§ EXERCISE AIM: The records below are to be transcribed exactly as they appear.

§ ENTRIES PROVIDED:
==*==

use actix_cors::Cors;
use actix_web::{web, App, HttpServer};
use crypto_core::jwt;
use db_pool::create_pool;
use std::io;
use std::sync::Arc;
use tracing_subscriber::{layer::SubscriberExt, util::SubscriberInitExt};
use tube_service::config::{Config, CorsConfig};
use tube_service::routes;
use tube_service::services::{CloudinaryUploader, MediaUploader};

fn init_tracing() {
    let filter = tracing_subscriber::EnvFilter::try_from_default_env()
        .unwrap_or_else(|_| "info,actix_web=info,sqlx=warn".into());
    let json = std::env::var("LOG_FORMAT")
        .map(|v| v.eq_ignore_ascii_case("json"))
        .unwrap_or(false);

    let registry = tracing_subscriber::registry().with(filter);
    if json {
        registry.with(tracing_subscriber::fmt::layer().json()).init();
    } else {
        registry.with(tracing_subscriber::fmt::layer()).init();
    }
}

fn build_cors(config: &CorsConfig) -> Cors {
    let mut cors = Cors::default();
    for origin in config.origins() {
        if origin == "*" {
            cors = cors.allow_any_origin();
        } else {
            cors = cors.allowed_origin(origin);
        }
    }
    cors.allow_any_method()
        .allow_any_header()
        .supports_credentials()
        .max_age(3600)
}

async fn healthcheck(port: u16) -> io::Result<()> {
    let url = format!("http://127.0.0.1:{port}/api/v1/health");
    match reqwest::Client::new().get(&url).send().await {
        Ok(resp) if resp.status().is_success() => Ok(()),
        Ok(resp) => {
            eprintln!("healthcheck HTTP status: {}", resp.status());
            Err(io::Error::new(io::ErrorKind::Other, "healthcheck failed"))
        }
        Err(e) => {
            eprintln!("healthcheck HTTP error: {e}");
            Err(io::Error::new(io::ErrorKind::Other, "healthcheck error"))
        }
    }
}

async fn shutdown_signal() {
    #[cfg(unix)]
    {
        use tokio::signal::unix::{signal, SignalKind};

        match signal(SignalKind::terminate()) {
            Ok(mut terminate) => {
                tokio::select! {
                    _ = tokio::signal::ctrl_c() => {},
                    _ = terminate.recv() => {},
                }
            }
            Err(e) => {
                tracing::warn!(error = %e, "SIGTERM handler unavailable, waiting for Ctrl+C");
                let _ = tokio::signal::ctrl_c().await;
            }
        }
    }

    #[cfg(not(unix))]
    {
        let _ = tokio::signal::ctrl_c().await;
    }
}

/// Tube Service
///
/// HTTP API for videos, comments, likes, tweets, playlists, subscriptions and
/// the channel dashboard, backed by PostgreSQL and an external media store.
///
/// Runs on port 8000 by default (TUBE_SERVICE_PORT). `tube-service healthcheck`
/// probes a running instance for container health checks.
#[actix_web::main]
async fn main() -> io::Result<()> {
    let _ = dotenvy::dotenv();

    if std::env::args().nth(1).as_deref() == Some("healthcheck") {
        let port = db_pool::env_utils::parse_env_with_default("TUBE_SERVICE_PORT", 8000u16);
        return healthcheck(port).await;
    }

    init_tracing();

    let config = match Config::from_env() {
        Ok(cfg) => cfg,
        Err(e) => {
            tracing::error!("Configuration loading failed: {}", e);
            eprintln!("ERROR: Failed to load configuration: {e}");
            std::process::exit(1);
        }
    };

    tracing::info!("Starting tube-service v{}", env!("CARGO_PKG_VERSION"));
    tracing::info!("Environment: {}", config.app.env);

    match &config.auth.jwt_public_key_pem {
        Some(public_key) => {
            if let Err(err) = jwt::initialize_jwt_validation_only(public_key) {
                return Err(io::Error::new(
                    io::ErrorKind::Other,
                    format!("Failed to initialize JWT keys: {err}"),
                ));
            }
        }
        None => {
            tracing::warn!(
                "JWT public key not configured; authentication middleware will fail requests"
            );
        }
    }

    let db_cfg = config.database.pool_config("tube-service");
    db_cfg.log_config();

    let db_pool = create_pool(db_cfg).await.map_err(|e| {
        tracing::error!("Database pool creation failed: {:#}", e);
        io::Error::new(io::ErrorKind::Other, format!("Database error: {e}"))
    })?;

    if config.database.run_migrations {
        sqlx::migrate!("./migrations")
            .run(&db_pool)
            .await
            .map_err(|e| {
                tracing::error!("Database migration failed: {}", e);
                io::Error::new(io::ErrorKind::Other, format!("Migration error: {e}"))
            })?;
        tracing::info!("Database migrations applied");
    }

    let uploader: Arc<dyn MediaUploader> = Arc::new(
        CloudinaryUploader::new(&config.media)
            .map_err(|e| io::Error::new(io::ErrorKind::Other, e.to_string()))?,
    );
    let uploader_data = web::Data::from(uploader);
    let media_data = web::Data::new(config.media.clone());
    let pool_data = web::Data::new(db_pool.clone());

    let bind_address = format!("{}:{}", config.app.host, config.app.port);
    tracing::info!("HTTP server listening on {}", bind_address);

    let cors_config = config.cors.clone();
    let server = HttpServer::new(move || {
        App::new()
            .app_data(pool_data.clone())
            .app_data(uploader_data.clone())
            .app_data(media_data.clone())
            .wrap(build_cors(&cors_config))
            .wrap(tracing_actix_web::TracingLogger::default())
            .configure(routes::configure)
    })
    .bind(&bind_address)?
    .workers(config.app.workers)
    .run();

    let server_handle = server.handle();
    let mut server_task = tokio::spawn(server);

    let joined = tokio::select! {
        joined = &mut server_task => joined,
        _ = shutdown_signal() => {
            tracing::info!("Shutdown signal received");
            server_handle.stop(true).await;
            server_task.await
        }
    };

    match joined {
        Ok(result) => result?,
        Err(e) => return Err(io::Error::new(io::ErrorKind::Other, e.to_string())),
    }

    db_pool.close().await;
    tracing::info!("tube-service shut down");
    Ok(())
}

==*==

§ EXERCISE OUTPUT:
use actix_cors::Cors;
use actix_web::{web, App, HttpServer};
use crypto_core::jwt;
use db_pool::create_pool;
use std::io;
use std::sync::Arc;
use tracing_subscriber::{layer::SubscriberExt, util::SubscriberInitExt};
use tube_service::config::{Config, CorsConfig};
use tube_service::routes;
use tube_service::services::{CloudinaryUploader, MediaUploader};

fn init_tracing() {
    let filter = tracing_subscriber::EnvFilter::try_from_default_env()
        .unwrap_or_else(|_| "info,actix_web=info,sqlx=warn".into());
    let json = std::env::var("LOG_FORMAT")
        .map(|v| v.eq_ignore_ascii_case("json"))
        .unwrap_or(false);

    let registry = tracing_subscriber::registry().with(filter);
    if json {
        registry.with(tracing_subscriber::fmt::layer().json()).init();
    } else {
        registry.with(tracing_subscriber::fmt::layer()).init();
    }
}

fn build_cors(config: &CorsConfig) -> Cors {
    let mut cors = Cors::default();
    for origin in config.origins() {
        if origin == "*" {
            cors = cors.allow_any_origin();
        } else {
            cors = cors.allowed_origin(origin);
        }
    }
    cors.allow_any_method()
        .allow_any_header()
        .supports_credentials()
        .max_age(3600)
}

async fn healthcheck(port: u16) -> io::Result<()> {
    let url = format!("http://127.0.0.1:{port}/api/v1/health");
    match reqwest::Client::new().get(&url).send().await {
        Ok(resp) if resp.status().is_success() => Ok(()),
        Ok(resp) => {
            eprintln!("healthcheck HTTP status: {}", resp.status());
            Err(io::Error::new(io::ErrorKind::Other, "healthcheck failed"))
        }
        Err(e) => {
            eprintln!("healthcheck HTTP error: {e}");
            Err(io::Error::new(io::ErrorKind::Other, "healthcheck error"))
        }
    }
}

async fn shutdown_signal() {
    #[cfg(unix)]
    {
        use tokio::signal::unix::{signal, SignalKind};

        match signal(SignalKind::terminate()) {
            Ok(mut terminate) => {
                tokio::select! {
                    _ = tokio::signal::ctrl_c() => {},
                    _ = terminate.recv() => {},
                }
            }
            Err(e) => {
                tracing::warn!(error = %e, "SIGTERM handler unavailable, waiting for Ctrl+C");
                let _ = tokio::signal::ctrl_c().await;
            }
        }
    }

    #[cfg(not(unix))]
    {
        let _ = tokio::signal::ctrl_c().await;
    }
}

/// Tube Service
///
/// HTTP API for videos, comments, likes, tweets, playlists, subscriptions and
/// the channel dashboard, backed by PostgreSQL and an external media store.
///
/// Runs on port 8000 by default (TUBE_SERVICE_PORT). `tube-service healthcheck`
/// probes a running instance for container health checks.
#[actix_web::main]
async fn main() -> io::Result<()> {
    let _ = dotenvy::dotenv();

    if std::env::args().nth(1).as_deref() == Some("healthcheck") {
        let port = db_pool::env_utils::parse_env_with_default("TUBE_SERVICE_PORT", 8000u16);
        return healthcheck(port).await;
    }

    init_tracing();

    let config = match Config::from_env() {
        Ok(cfg) => cfg,
        Err(e) => {
            tracing::error!("Configuration loading failed: {}", e);
            eprintln!("ERROR: Failed to load configuration: {e}");
            std::process::exit(1);
        }
    };

    tracing::info!("Starting tube-service v{}", env!("CARGO_PKG_VERSION"));
    tracing::info!("Environment: {}", config.app.env);

    match &config.auth.jwt_public_key_pem {
        Some(public_key) => {
            if let Err(err) = jwt::initialize_jwt_validation_only(public_key) {
                return Err(io::Error::new(
                    io::ErrorKind::Other,
                    format!("Failed to initialize JWT keys: {err}"),
                ));
            }
        }
        None => {
            tracing::warn!(
                "JWT public key not configured; authentication middleware will fail requests"
            );
        }
    }

    let db_cfg = config.database.pool_config("tube-service");
    db_cfg.log_config();

    let db_pool = create_pool(db_cfg).await.map_err(|e| {
        tracing::error!("Database pool creation failed: {:#}", e);
        io::Error::new(io::ErrorKind::Other, format!("Database error: {e}"))
    })?;

    if config.database.run_migrations {
        sqlx::migrate!("./migrations")
            .run(&db_pool)
            .await
            .map_err(|e| {
                tracing::error!("Database migration failed: {}", e);
                io::Error::new(io::ErrorKind::Other, format!("Migration error: {e}"))
            })?;
        tracing::info!("Database migrations applied");
    }

    let uploader: Arc<dyn MediaUploader> = Arc::new(
        CloudinaryUploader::new(&config.media)
            .map_err(|e| io::Error::new(io::ErrorKind::Other, e.to_string()))?,
    );
    let uploader_data = web::Data::from(uploader);
    let media_data = web::Data::new(config.media.clone());
    let pool_data = web::Data::new(db_pool.clone());

    let bind_address = format!("{}:{}", config.app.host, config.app.port);
    tracing::info!("HTTP server listening on {}", bind_address);

    let cors_config = config.cors.clone();
    let server = HttpServer::new(move || {
        App::new()
            .app_data(pool_data.clone())
            .app_data(uploader_data.clone())
            .app_data(media_data.clone())
            .wrap(build_cors(&cors_config))
            .wrap(tracing_actix_web::TracingLogger::default())
            .configure(routes::configure)
    })
    .bind(&bind_address)?
    .workers(config.app.workers)
    .run();

    let server_handle = server.handle();
    let mut server_task = tokio::spawn(server);

    let joined = tokio::select! {
        joined = &mut server_task => joined,
        _ = shutdown_signal() => {
            tracing::info!("Shutdown signal received");
            server_handle.stop(true).await;
            server_task.await
        }
    };

    match joined {
        Ok(result) => result?,
        Err(e) => return Err(io::Error::new(io::ErrorKind::Other, e.to_string())),
    }

    db_pool.close().await;
    tracing::info!("tube-service shut down");
    Ok(())
}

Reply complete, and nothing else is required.